Damian tersenyum melihat Vrilla, bukan hanya mendengarkan ucapannya tapi Vrilla juga menerapkannya. Ia senang bisa membantu gadis itu. Yuvi terdiam menunduk dalam memainkan lembaran tisu bekasnya menyeka air mata.

"Cowo banyak, Yuvi. Contohnya Reno." lanjut Vrilla asal.

Uhuk-uhuk...

Reno tersedak saat sedang minum. Atensi yang lain langsung mengarah pada lelaki jangkung itu. Vrilla menyeringai, seakan ada niat tidak baik disana. "Jangan salting gitu dong." ujar Vrilla menggoda.

Reno melotot, "gue ga salting! Gue kaget aja lo pake bawa-bawa nama gue segala."

"Kaget atau... ucapan gue ngena?"

Reno menoleh pada Damian meminta pertolongannya. Namun seakan dia bukan temannya, Damian acuh dengan menggedikan bahu memilih memihak pada Vrilla. "Sialan! Pasangan kurang ajar!"

Damian dan Vrilla tertawa. "Idih marah."

Yuvi memandang Vrilla, Damian dan Reno secara bergantian.
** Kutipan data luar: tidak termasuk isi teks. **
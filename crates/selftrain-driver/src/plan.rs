//! # Experiment Plans
//!
//! An [`ExperimentPlan`] is the ordered list of stages an experiment
//! executes. It is computed from configuration alone, so the whole grid of
//! paths is known (and printable) before the parser is ever started.
//!
//! Every adaptation round has the same three stages:
//!
//! 1. train on seed data, annotate the self-training set
//! 2. concatenate the seed data with those annotations
//! 3. retrain on the combined file, evaluate on the test set

use std::fmt;
use std::path::PathBuf;

use selftrain_core::{CorpusFamily, CorpusRole, ExecLayout};
use serde::Serialize;

use crate::experiment::{Experiment, ExperimentConfig, SizeSpec};
use crate::naming::{ModelStage, Names, Scope};

/// What a train/evaluate run measures.
#[derive(Debug, Clone, Copy, PartialEq, Eq, Serialize)]
#[serde(rename_all = "snake_case")]
pub enum RunKind {
    /// Trained and evaluated on the same family.
    InDomain,
    /// Trained on the seed family, evaluated on the test family.
    CrossDomain,
    /// Trained on seed data, annotating the self-training set.
    SelfTraining,
    /// Retrained on seed data plus its own annotations.
    SelfTrained,
}

impl fmt::Display for RunKind {
    fn fmt(&self, f: &mut fmt::Formatter<'_>) -> fmt::Result {
        match self {
            Self::InDomain => write!(f, "in-domain"),
            Self::CrossDomain => write!(f, "cross-domain"),
            Self::SelfTraining => write!(f, "self-training"),
            Self::SelfTrained => write!(f, "self-trained"),
        }
    }
}

/// One train-then-evaluate invocation of the parser.
#[derive(Debug, Clone, PartialEq, Eq, Serialize)]
pub struct Run {
    pub kind: RunKind,
    pub seed: CorpusFamily,
    /// Family of the evaluated file.
    pub eval_family: CorpusFamily,
    pub seed_size: SizeSpec,
    pub self_training_size: Option<SizeSpec>,
    pub train: PathBuf,
    /// What the training file holds: a seed partition or a combined set.
    pub train_role: CorpusRole,
    pub eval: PathBuf,
    /// `Test` for scored runs, `SelfTraining` when annotating unlabeled data.
    pub eval_role: CorpusRole,
    pub model: PathBuf,
    pub annotations: PathBuf,
}

/// A step of an experiment.
#[derive(Debug, Clone, PartialEq, Eq)]
pub enum Stage {
    TrainEvaluate(Run),
    Concatenate {
        sources: Vec<PathBuf>,
        destination: PathBuf,
    },
}

impl fmt::Display for Stage {
    fn fmt(&self, f: &mut fmt::Formatter<'_>) -> fmt::Result {
        match self {
            Self::TrainEvaluate(run) => write!(
                f,
                "{} run: train {} {} -> model {}, evaluate {} {} -> {}",
                run.kind,
                run.train_role,
                run.train.display(),
                run.model.display(),
                run.eval_role,
                run.eval.display(),
                run.annotations.display()
            ),
            Self::Concatenate {
                sources,
                destination,
            } => write!(
                f,
                "concatenate {} -> {}",
                sources
                    .iter()
                    .map(|p| p.display().to_string())
                    .collect::<Vec<_>>()
                    .join(" + "),
                destination.display()
            ),
        }
    }
}

/// The ordered stages of one experiment.
#[derive(Debug, Clone, PartialEq, Eq)]
pub struct ExperimentPlan {
    pub config: ExperimentConfig,
    pub stages: Vec<Stage>,
}

impl ExperimentPlan {
    /// Computes every stage of `config` inside `exec_dir`.
    pub fn build(config: ExperimentConfig, exec_dir: impl Into<PathBuf>) -> Self {
        let names = Names::new(ExecLayout::new(exec_dir), config.seed, config.test);
        let mut builder = PlanBuilder {
            names,
            config,
            stages: Vec::new(),
        };

        match config.experiment {
            Experiment::Single {
                seed_size,
                self_training_size: None,
            } => builder.single(seed_size),
            Experiment::Single {
                seed_size,
                self_training_size: Some(self_training_size),
            } => {
                let scope = Scope::Single { seed_size };
                builder.adapt(scope, seed_size, self_training_size);
            }
            Experiment::VarySeedSize => {
                for &size in config.seed.ladder() {
                    builder.seed_sweep_step(size);
                }
            }
            Experiment::VarySelfTrainingSize { seed_size } => {
                for &size in config.test.ladder() {
                    let scope = Scope::SelfTrainingSize(size);
                    builder.adapt(scope, SizeSpec::Sentences(seed_size), SizeSpec::Sentences(size));
                }
            }
        }

        Self {
            config,
            stages: builder.stages,
        }
    }

    /// The train/evaluate runs, in execution order.
    pub fn runs(&self) -> impl Iterator<Item = &Run> {
        self.stages.iter().filter_map(|stage| match stage {
            Stage::TrainEvaluate(run) => Some(run),
            Stage::Concatenate { .. } => None,
        })
    }
}

struct PlanBuilder {
    names: Names,
    config: ExperimentConfig,
    stages: Vec<Stage>,
}

impl PlanBuilder {
    fn single(&mut self, seed_size: SizeSpec) {
        let scope = Scope::Single { seed_size };
        let (seed, test) = (self.config.seed, self.config.test);
        let kind = if seed == test {
            RunKind::InDomain
        } else {
            RunKind::CrossDomain
        };
        self.stages.push(Stage::TrainEvaluate(Run {
            kind,
            seed,
            eval_family: test,
            seed_size,
            self_training_size: None,
            train: self.names.corpus(seed, seed_size),
            train_role: CorpusRole::Seed,
            eval: self.names.test_set(test),
            eval_role: CorpusRole::Test,
            model: self.names.model(scope, test, ModelStage::Plain),
            annotations: self.names.test_annotations(scope, test),
        }));
    }

    fn seed_sweep_step(&mut self, size: usize) {
        let scope = Scope::SeedSize(size);
        let seed_size = SizeSpec::Sentences(size);
        let (seed, test) = (self.config.seed, self.config.test);

        let mut targets = vec![(RunKind::InDomain, seed)];
        // Same family on both sides would repeat the in-domain run verbatim
        if test != seed {
            targets.push((RunKind::CrossDomain, test));
        }
        for (kind, eval_family) in targets {
            self.stages.push(Stage::TrainEvaluate(Run {
                kind,
                seed,
                eval_family,
                seed_size,
                self_training_size: None,
                train: self.names.corpus(seed, seed_size),
                train_role: CorpusRole::Seed,
                eval: self.names.test_set(eval_family),
                eval_role: CorpusRole::Test,
                model: self.names.model(scope, eval_family, ModelStage::Plain),
                annotations: self.names.test_annotations(scope, eval_family),
            }));
        }

        self.adapt(scope, seed_size, SizeSpec::Full);
    }

    fn adapt(&mut self, scope: Scope, seed_size: SizeSpec, self_training_size: SizeSpec) {
        let (seed, test) = (self.config.seed, self.config.test);
        let train = self.names.corpus(seed, seed_size);
        let self_training_annotations = self.names.self_training_annotations(scope);
        let combined = self.names.combined(scope);

        self.stages.push(Stage::TrainEvaluate(Run {
            kind: RunKind::SelfTraining,
            seed,
            eval_family: test,
            seed_size,
            self_training_size: Some(self_training_size),
            train: train.clone(),
            train_role: CorpusRole::Seed,
            eval: self.names.corpus(test, self_training_size),
            eval_role: CorpusRole::SelfTraining,
            model: self.names.model(scope, test, ModelStage::Adapt),
            annotations: self_training_annotations.clone(),
        }));

        self.stages.push(Stage::Concatenate {
            sources: vec![train, self_training_annotations],
            destination: combined.clone(),
        });

        self.stages.push(Stage::TrainEvaluate(Run {
            kind: RunKind::SelfTrained,
            seed,
            eval_family: test,
            seed_size,
            self_training_size: Some(self_training_size),
            train: combined,
            train_role: CorpusRole::Training,
            eval: self.names.test_set(test),
            eval_role: CorpusRole::Test,
            model: self.names.model(scope, test, ModelStage::AdaptCombined),
            annotations: self.names.combined_test_annotations(scope),
        }));
    }
}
Meski dia kehilangan orang yang ia sayangi, ia masih punya teman-teman yang mendukungnya. Terutama Vrilla yang selalu baik padanya, acuh namun sebenarnya peduli. Terlihat seperti iblis berhati malaikat. Judes tetapi rendah hati.

Yuvi merentangkan tangan lalu memeluk leher Vrilla erat. Ia tersenyum manis seperti biasanya. "Makasih, La." seraknya.

Vrilla menggerutu sembari berusaha melepaskan pelukan Yuvi yang hampir membunuhnya. Tapi percuma, Yuvi terlalu bahagia hingga ia tidak bisa melepaskan Vrilla sekejap pun. Damian tersenyum, selalu tersenyum jika menemukan fakta manis tentang gadis yang ia suka itu.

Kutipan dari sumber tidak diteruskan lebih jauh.